▶ **PROBLEM DETAILS**:
Return the data below in full. Keep each character unchanged.

▶ **ENTRIES SHOWN**:
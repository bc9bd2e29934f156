//! Logging infrastructure for the Agri-Climate Assistant.
//!
//! Initializes the tracing subscriber for structured logging. All logs go to
//! stderr so that stdout carries only answers (plain text or JSON).

use tracing_subscriber::{fmt, layer::SubscriberExt, util::SubscriberInitExt, EnvFilter};

use crate::error::{AppError, AppResult};

/// Level used when neither a flag, `RUST_LOG` nor the config file sets one.
const DEFAULT_LEVEL: &str = "info";

/// Initialize the tracing subscriber with stderr output.
///
/// # Arguments
/// * `log_level` - Optional filter override (e.g., "debug", "agriclimate_pipeline=trace")
/// * `no_color` - Disable ANSI colours
///
/// # Example
/// ```no_run
/// use agriclimate_core::logging::init_logging;
///
/// init_logging(None, false).expect("Failed to initialize logging");
/// ```
pub fn init_logging(log_level: Option<&str>, no_color: bool) -> AppResult<()> {
    let env_level = std::env::var("RUST_LOG").ok();
    let filter_str = resolve_filter(log_level, env_level.as_deref());

    let env_filter = EnvFilter::try_new(&filter_str)
        .map_err(|e| AppError::Config(format!("Invalid log filter '{}': {}", filter_str, e)))?;

    let fmt_layer = fmt::layer()
        .with_writer(std::io::stderr)
        .with_target(true)
        .with_level(true)
        .with_ansi(!no_color && std::env::var("NO_COLOR").is_err());

    tracing_subscriber::registry()
        .with(env_filter)
        .with(fmt_layer)
        .try_init()
        .map_err(|e| AppError::Config(format!("Failed to init logging: {}", e)))?;

    Ok(())
}

/// Pick the effective filter string: explicit override, then `RUST_LOG`, then the default.
fn resolve_filter(log_level: Option<&str>, env_level: Option<&str>) -> String {
    let non_blank = |level: &&str| !level.trim().is_empty();
    log_level
        .filter(non_blank)
        .or(env_level.filter(non_blank))
        .unwrap_or(DEFAULT_LEVEL)
        .to_string()
}
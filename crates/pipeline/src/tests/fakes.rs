//! In-memory stand-ins for the language model and the catalog.

use crate::catalog::{DatasetCatalog, DatasetRecord};
use crate::planner::SearchQuery;
use agriclimate_core::{AppError, AppResult};
use agriclimate_llm::{LlmClient, LlmRequest, LlmResponse, LlmUsage};
use async_trait::async_trait;
use std::collections::{HashMap, HashSet};
use std::sync::atomic::{AtomicUsize, Ordering};
use std::sync::Mutex;

/// A record whose title and identifier are both `name`.
pub fn record(name: &str) -> DatasetRecord {
    DatasetRecord {
        title: Some(name.to_string()),
        organization: Some("Ministry of Agriculture and Farmers Welfare".to_string()),
        description: Some(format!("Statistics for {}", name)),
        identifier: Some(name.to_string()),
    }
}

/// Scripted model: JSON-mode requests get the intent reply, everything else
/// gets the answer reply. `Err` values become `AppError::Llm`.
pub struct RoutingLlm {
    intent_reply: Result<String, String>,
    answer_reply: Result<String, String>,
    requests: Mutex<Vec<LlmRequest>>,
}

impl RoutingLlm {
    pub fn new(intent_reply: Result<String, String>, answer_reply: Result<String, String>) -> Self {
        Self {
            intent_reply,
            answer_reply,
            requests: Mutex::new(Vec::new()),
        }
    }

    pub fn requests(&self) -> Vec<LlmRequest> {
        self.requests.lock().unwrap().clone()
    }
}

#[async_trait]
impl LlmClient for RoutingLlm {
    fn provider_name(&self) -> &str {
        "fake"
    }

    async fn complete(&self, request: &LlmRequest) -> AppResult<LlmResponse> {
        self.requests.lock().unwrap().push(request.clone());

        let reply = if request.json_output {
            &self.intent_reply
        } else {
            &self.answer_reply
        };

        match reply {
            Ok(content) => Ok(LlmResponse::new(
                content.clone(),
                request.model.clone(),
                LlmUsage::default(),
            )),
            Err(message) => Err(AppError::Llm(message.clone())),
        }
    }
}

/// Catalog with canned results per query and an invocation counter.
#[derive(Default)]
pub struct FakeCatalog {
    results: HashMap<String, Vec<DatasetRecord>>,
    failing: HashSet<String>,
    fail_all: bool,
    calls: AtomicUsize,
    queries: Mutex<Vec<String>>,
}

impl FakeCatalog {
    pub fn new() -> Self {
        Self::default()
    }

    /// Every search fails.
    pub fn failing() -> Self {
        Self {
            fail_all: true,
            ..Self::default()
        }
    }

    pub fn with_results(mut self, query: &str, records: Vec<DatasetRecord>) -> Self {
        self.results.insert(query.to_string(), records);
        self
    }

    pub fn failing_on(mut self, query: &str) -> Self {
        self.failing.insert(query.to_string());
        self
    }

    pub fn calls(&self) -> usize {
        self.calls.load(Ordering::SeqCst)
    }

    pub fn queries(&self) -> Vec<String> {
        self.queries.lock().unwrap().clone()
    }
}

#[async_trait]
impl DatasetCatalog for FakeCatalog {
    fn name(&self) -> &str {
        "fake"
    }

    async fn search(&self, query: &SearchQuery, _rows: u32) -> AppResult<Vec<DatasetRecord>> {
        self.calls.fetch_add(1, Ordering::SeqCst);
        self.queries.lock().unwrap().push(query.to_string());

        if self.fail_all || self.failing.contains(query.as_str()) {
            return Err(AppError::Catalog("HTTP 503 Service Unavailable".to_string()));
        }

        Ok(self.results.get(query.as_str()).cloned().unwrap_or_default())
    }
}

▶ **THE ANSWER**:
repository bc9bd2e29934f156
//! Logging infrastructure for the Agri-Climate Assistant.
//!
//! Initializes the tracing subscriber for structured logging. All logs go to
//! stderr so that stdout carries only answers (plain text or JSON).

use tracing_subscriber::{fmt, layer::SubscriberExt, util::SubscriberInitExt, EnvFilter};

use crate::error::{AppError, AppResult};

/// Level used when neither a flag, `RUST_LOG` nor the config file sets one.
const DEFAULT_LEVEL: &str = "info";

/// Initialize the tracing subscriber with stderr output.
///
/// # Arguments
/// * `log_level` - Optional filter override (e.g., "debug", "agriclimate_pipeline=trace")
/// * `no_color` - Disable ANSI colours
///
/// # Example
/// ```no_run
/// use agriclimate_core::logging::init_logging;
///
/// init_logging(None, false).expect("Failed to initialize logging");
/// ```
pub fn init_logging(log_level: Option<&str>, no_color: bool) -> AppResult<()> {
    let env_level = std::env::var("RUST_LOG").ok();
    let filter_str = resolve_filter(log_level, env_level.as_deref());

    let env_filter = EnvFilter::try_new(&filter_str)
        .map_err(|e| AppError::Config(format!("Invalid log filter '{}': {}", filter_str, e)))?;

    let fmt_layer = fmt::layer()
        .with_writer(std::io::stderr)
        .with_target(true)
        .with_level(true)
        .with_ansi(!no_color && std::env::var("NO_COLOR").is_err());

    tracing_subscriber::registry()
        .with(env_filter)
        .with(fmt_layer)
        .try_init()
        .map_err(|e| AppError::Config(format!("Failed to init logging: {}", e)))?;

    Ok(())
}

/// Pick the effective filter string: explicit override, then `RUST_LOG`, then the default.
fn resolve_filter(log_level: Option<&str>, env_level: Option<&str>) -> String {
    let non_blank = |level: &&str| !level.trim().is_empty();
    log_level
        .filter(non_blank)
        .or(env_level.filter(non_blank))
        .unwrap_or(DEFAULT_LEVEL)
        .to_string()
}
filename crates/pipeline/src/tests/fakes.rs
//! In-memory stand-ins for the language model and the catalog.

use crate::catalog::{DatasetCatalog, DatasetRecord};
use crate::planner::SearchQuery;
use agriclimate_core::{AppError, AppResult};
use agriclimate_llm::{LlmClient, LlmRequest, LlmResponse, LlmUsage};
use async_trait::async_trait;
use std::collections::{HashMap, HashSet};
use std::sync::atomic::{AtomicUsize, Ordering};
use std::sync::Mutex;

/// A record whose title and identifier are both `name`.
pub fn record(name: &str) -> DatasetRecord {
    DatasetRecord {
        title: Some(name.to_string()),
        organization: Some("Ministry of Agriculture and Farmers Welfare".to_string()),
        description: Some(format!("Statistics for {}", name)),
        identifier: Some(name.to_string()),
    }
}

/// Scripted model: JSON-mode requests get the intent reply, everything else
/// gets the answer reply. `Err` values become `AppError::Llm`.
pub struct RoutingLlm {
    intent_reply: Result<String, String>,
    answer_reply: Result<String, String>,
    requests: Mutex<Vec<LlmRequest>>,
}

impl RoutingLlm {
    pub fn new(intent_reply: Result<String, String>, answer_reply: Result<String, String>) -> Self {
        Self {
            intent_reply,
            answer_reply,
            requests: Mutex::new(Vec::new()),
        }
    }

    pub fn requests(&self) -> Vec<LlmRequest> {
        self.requests.lock().unwrap().clone()
    }
}

#[async_trait]
impl LlmClient for RoutingLlm {
    fn provider_name(&self) -> &str {
        "fake"
    }

    async fn complete(&self, request: &LlmRequest) -> AppResult<LlmResponse> {
        self.requests.lock().unwrap().push(request.clone());

        let reply = if request.json_output {
            &self.intent_reply
        } else {
            &self.answer_reply
        };

        match reply {
            Ok(content) => Ok(LlmResponse::new(
                content.clone(),
                request.model.clone(),
                LlmUsage::default(),
            )),
            Err(message) => Err(AppError::Llm(message.clone())),
        }
    }
}

/// Catalog with canned results per query and an invocation counter.
#[derive(Default)]
pub struct FakeCatalog {
    results: HashMap<String, Vec<DatasetRecord>>,
    failing: HashSet<String>,
    fail_all: bool,
    calls: AtomicUsize,
    queries: Mutex<Vec<String>>,
}

impl FakeCatalog {
    pub fn new() -> Self {
        Self::default()
    }

    /// Every search fails.
    pub fn failing() -> Self {
        Self {
            fail_all: true,
            ..Self::default()
        }
    }

    pub fn with_results(mut self, query: &str, records: Vec<DatasetRecord>) -> Self {
        self.results.insert(query.to_string(), records);
        self
    }

    pub fn failing_on(mut self, query: &str) -> Self {
        self.failing.insert(query.to_string());
        self
    }

    pub fn calls(&self) -> usize {
        self.calls.load(Ordering::SeqCst)
    }

    pub fn queries(&self) -> Vec<String> {
        self.queries.lock().unwrap().clone()
    }
}

#[async_trait]
impl DatasetCatalog for FakeCatalog {
    fn name(&self) -> &str {
        "fake"
    }

    async fn search(&self, query: &SearchQuery, _rows: u32) -> AppResult<Vec<DatasetRecord>> {
        self.calls.fetch_add(1, Ordering::SeqCst);
        self.queries.lock().unwrap().push(query.to_string());

        if self.fail_all || self.failing.contains(query.as_str()) {
            return Err(AppError::Catalog("HTTP 503 Service Unavailable".to_string()));
        }

        Ok(self.results.get(query.as_str()).cloned().unwrap_or_default())
    }
}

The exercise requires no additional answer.